**Work task:** Only the lines from the top of the data through the line with "for the terminal" should be repeated, each exactly as written.

**Data to examine:**
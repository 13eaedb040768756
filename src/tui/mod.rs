//! Terminal User Interface
//!
//! Green-on-black terminal shell for the game using ratatui

pub mod app;
pub mod widgets;

pub use app::App;

use ratatui::{
    layout::{Constraint, Direction, Layout, Rect},
    style::{Color, Modifier, Style},
    widgets::{Block, Borders},
};

/// Color scheme for the terminal
pub struct Theme {
    pub bg: Color,
    pub fg: Color,
    pub accent: Color,
    pub alert: Color,
    pub success: Color,
    pub border: Color,
    pub header: Color,
}

impl Default for Theme {
    fn default() -> Self {
        Self {
            bg: Color::Black,
            fg: Color::Green,
            accent: Color::LightGreen,
            alert: Color::Red,
            success: Color::Green,
            border: Color::DarkGray,
            header: Color::LightGreen,
        }
    }
}

/// Create a styled border block
pub fn styled_block<'a>(title: &str, theme: &Theme) -> Block<'a> {
    Block::default()
        .title(format!(" {} ", title))
        .borders(Borders::ALL)
        .border_style(Style::default().fg(theme.border))
        .title_style(Style::default().fg(theme.accent).add_modifier(Modifier::BOLD))
}

/// ASCII art logo, shown once at boot
pub const LOGO: &str = r#"
╔══════════════════════════════════════════════════════════╗
║                                                          ║
║   ██╗  ██╗ █████╗  ██████╗██╗  ██╗███████╗██████╗        ║
║   ██║  ██║██╔══██╗██╔════╝██║ ██╔╝██╔════╝██╔══██╗       ║
║   ███████║███████║██║     █████╔╝ █████╗  ██████╔╝       ║
║   ██╔══██║██╔══██║██║     ██╔═██╗ ██╔══╝  ██╔══██╗       ║
║   ██║  ██║██║  ██║╚██████╗██║  ██╗███████╗██║  ██║       ║
║   ╚═╝  ╚═╝╚═╝  ╚═╝ ╚═════╝╚═╝  ╚═╝╚══════╝╚═╝  ╚═╝       ║
║                                                          ║
║        T E R M I N A L   v1.0                            ║
║                                                          ║
╚══════════════════════════════════════════════════════════╝
"#;

/// Header strip title
pub const SMALL_LOGO: &str = " 🧠 HACKER TERMINAL ";

/// Lines printed by the boot sequence
pub const BOOT_LINES: [&str; 4] = [
    "🧠 Booting Hacker Terminal...",
    "Initializing modules...",
    "💡 Type 'help' for available commands.",
    "🔐 Login not required. Terminal open in dev mode.",
];

/// Create the main layout: header, log, input line, assistant strip
pub fn create_main_layout(area: Rect) -> Vec<Rect> {
    Layout::default()
        .direction(Direction::Vertical)
        .constraints([
            Constraint::Length(3), // Header with XP bar
            Constraint::Min(10),   // Terminal log
            Constraint::Length(3), // Input line
            Constraint::Length(3), // Assistant hint
        ])
        .split(area)
        .to_vec()
}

**Finished exercise:**
repository 13eaedb040768756
filename src/tui/mod.rs
//! Terminal User Interface
//!
//! Green-on-black terminal shell for the game using ratatui

pub mod app;
pub mod widgets;

pub use app::App;

use ratatui::{
    layout::{Constraint, Direction, Layout, Rect},
    style::{Color, Modifier, Style},
    widgets::{Block, Borders},
};

/// Color scheme for the terminal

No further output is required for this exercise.